Ein Unterschied in der Größenordnung kann zu einem Unterschied in der Art führen. Die emergenten Eigenschaften, die Sie erhalten, wenn Sie Tonnen von Produkten haben, sind sehr unterschiedlich von dem, was Sie hatten, als Sie nur ein Produkt hatten.

Conor Doherty: Wenn Sie von emergenten Eigenschaften sprechen, könnten Sie das genauer erläutern? Es scheint ein wichtiger Punkt zu sein.

Joannes Vermorel: Ja, natürlich. Ein Beispiel für eine emergente Eigenschaft ist, wie sich ein Wassermolekül je nach seinem Zustand - ob es ein Gas, eine Flüssigkeit oder ein Feststoff ist - unterschiedlich verhält.
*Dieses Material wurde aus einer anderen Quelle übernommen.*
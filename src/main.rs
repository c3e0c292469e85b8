use std::net::SocketAddr;
use std::sync::Arc;
use std::time::Duration;

use futures::future::join_all;
use thiserror::Error;

use crate::achievements::notify::spawn_notification_logger;
use crate::achievements::session::spawn_session_sweeper;
use crate::api::server::{AppState, RouteError};
use crate::constants::SESSION_SWEEP_INTERVAL_SECS;
use crate::util::config::{Config, ConfigErr};
use crate::util::telemetry;

mod achievements;
mod api;
mod backend;
mod constants;
mod energy;
mod proxy;
mod util;

#[derive(Debug, Error)]
enum RunnerErr {
    #[error(transparent)]
    Config(#[from] ConfigErr),

    #[error(transparent)]
    Route(#[from] RouteError),

    #[error(transparent)]
    Std(#[from] Box<dyn std::error::Error>),
}

type Result<T> = core::result::Result<T, RunnerErr>;

#[tokio::main]
async fn main() -> Result<()> {
    let config = Config::load()?;
    let telemetry_registry = telemetry::Telemetry::new(&config)?.register();

    tracing::info!(
        backend_url = %config.backend_url,
        cookie_mode = ?config.cookie_mode,
        energy_max = config.energy_max,
        energy_regen_per_hour = config.energy_regen_per_hour,
        "starting main application"
    );

    let (tx_notify, rx_notify) = tokio::sync::mpsc::unbounded_channel();
    let (tx_ready, rx_ready) = tokio::sync::mpsc::unbounded_channel::<SocketAddr>();

    let state = Arc::new(AppState::from_config(&config, tx_notify)?);

    let mut handles = vec![
        spawn_notification_logger(rx_notify),
        spawn_session_sweeper(
            Arc::downgrade(&state.sessions),
            Duration::from_secs(SESSION_SWEEP_INTERVAL_SECS),
        ),
    ];
    handles.extend(api::server::start_server(&config, state, tx_ready, rx_ready).await?);

    _ = join_all(handles).await;

    telemetry_registry.shutdown();
    Ok(())
}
Wenn Sie alle Verhaltensweisen erklären wollten, die Sie mit Wasser beobachten können, würde es Wochen oder Monate dauern. Es ist nicht so einfach, ein Molekül auszuwählen und es in 30 Minuten zu erklären, was möglicherweise mit Schülern der High School möglich wäre. Das gleiche Prinzip gilt, wenn Sie es mit einer Vielzahl von SKUs in einer Lieferkette zu tun haben, anstatt nur mit einem. Es erfordert eine komplexere Analyse.

Es besteht die Gefahr zu denken, dass Sie, sobald Sie alles über ein Wassermolekül verstehen, alles über Wasser selbst wissen. Das ist nicht ganz richtig. Ähnlich, wenn Sie sagen: “Ich habe ein Modell, das ein Produkt erklärt, und jetzt kann ich meine Lieferkette erklären, die aus vielen Produkten besteht”, rate ich zur Vorsicht. Es gibt viele Dinge, die in Ihrer Ein-Produkt-Konfiguration nicht vorstellbar sind. Dies ist nur ein vereinfachtes Beispiel, das die wahren Komplexitäten Ihrer Lieferkette nicht widerspiegelt.

Selbst wenn wir nur ein Produkt betrachten, gibt es im Laufe der Zeit Variationen. Wenn Sie zum Beispiel nur ein Produkt isoliert betrachten, würde seine Rangfolge im Laufe der Zeit stark schwanken. Die meisten Produkte haben einen Lebenszyklus, bei dem sie langsam beginnen, sich steigern, sich auf einem Plateau stabilisieren und dann irgendwann abnehmen. Dieses eindimensionale Modell, das den Umsatz als statisch betrachtet, ist falsch. Es ist dynamisch, und das ist eine weitere Dimension, die oft übersehen wird.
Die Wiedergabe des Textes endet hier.